Files
baya-monorepo/product/business/14-notifications-and-admin.md
2026-06-24 01:32:46 +03:30

29 lines
2.8 KiB
Markdown

# 14. Notifications & Admin / Backoffice
[← Business Requirements](index.md)
## (a) Business requirements
- **In-app notifications** to all user types for booking, payment, payout, review, verification, and alert events. Carried as typed in-app records the front-end fetches on load and uses to deep-link to the relevant entity. **No push notifications at launch.**
- A retention job hard-deletes read notifications older than 90 days to keep the table bounded.
- **Admin / backoffice tooling** must cover the operational spine:
- **Verification queue** — review uploaded MoH/INO/criminal-record documents, record structured credential numbers/expiries, pass/fail steps, and flip `is_verified` transactionally.
- **Refund tooling** — initiate admin-only, ticket-linked refunds with tiered policy application and fee-leg decomposition; for BNPL, trigger the provider revert/cancel.
- **Payout tooling** — initiate/inspect weekly batches, see eligibility (EVV + closed dispute window), apply clawback netting, schedule around bank holidays, and reconcile transfer references.
- **Support-alert console** — triage low-rating, no-show, location-mismatch, expiry, and fraud-signal alerts.

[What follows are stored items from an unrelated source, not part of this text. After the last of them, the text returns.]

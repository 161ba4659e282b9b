use std::fmt;

use cdk_dal::Connection;

use crate::client::{L1Client, L1Log};

pub(crate) use self::{
    info_tree::InfoTreeProcessor, injected_batch::InjectedBatchProcessor,
    rollup_admin::RollupAdminProcessor, sequence_batches::SequenceBatchesProcessor,
    verification::VerificationProcessor,
};

mod info_tree;
mod injected_batch;
mod rollup_admin;
mod sequence_batches;
mod verification;

#[derive(Debug, thiserror::Error)]
pub(crate) enum EventProcessorError {
    #[error("failed parsing a log into {msg_kind}: {source:?}")]
    LogParse {
        msg_kind: &'static str,
        #[source]
        source: anyhow::Error,
    },
    #[error("database error: {0}")]
    Database(String),
    /// Divergence from L1 truth; the node must stop rather than continue.
    #[error("fatal divergence: {0}")]
    Fatal(String),
    #[error("internal processing error: {0:?}")]
    Internal(#[from] anyhow::Error),
}

impl EventProcessorError {
    pub fn log_parse(source: impl Into<anyhow::Error>, msg_kind: &'static str) -> Self {
        Self::LogParse {
            msg_kind,
            source: source.into(),
        }
    }
}

#[async_trait::async_trait]
pub(crate) trait EventProcessor: 'static + fmt::Debug + Send + Sync {
    async fn process_events(
        &mut self,
        storage: &mut Connection,
        client: &dyn L1Client,
        logs: &[L1Log],
    ) -> Result<(), EventProcessorError>;
}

- **RBAC** — admin roles (super_admin / admin / support / finance / moderator) scope who can verify, refund, pay out, and moderate.
- An **append-only audit trail** records every state-changing operation on sensitive entities (bookings, payments, refunds, verifications, reviews, users), and config changes (e.g., the platform fee rate) are auditable.
## (b) Iran-specific considerations
- No push at launch reflects a pragmatic MVP and the in-app polling norm; SMS-OTP already covers the critical auth path.
- Back-office must reason over the Shamsi calendar and `iranian_holidays` for payout scheduling and deadline computation, and over the verification realities (manual MoH/INO checks, expiry-driven re-verification).
- High-volume logs (`audit_logs`, `system_events`, `notifications`) need partitioning/retention planned before launch to avoid unbounded growth.
## (c) MVP vs DEFERRED
- **MVP:** in-app notifications with 90-day retention; admin verification/refund/payout/alert tooling; RBAC; append-only `audit_logs`; config-change auditing.
- **DEFERRED:** push notifications; SMS/email notification channels beyond OTP; a full analytics warehouse (`system_events` piped out rather than queried in the transactional DB); ML fraud console.
## (d) Supporting database entities
`notifications`, `support_alerts`, `roles`, `user_roles`, `audit_logs`, `system_events`, `platform_configs`, plus the operational entities each tool acts on (`nurse_verifications` / `verification_steps` / `nurse_credentials`, `refunds`, `nurse_payout_batches` / `nurse_payouts` / `nurse_clawbacks`, `bookings`).
> **Related:** Data model — [Audit, Config & Reference](../data-model/12-audit-config-and-reference.md).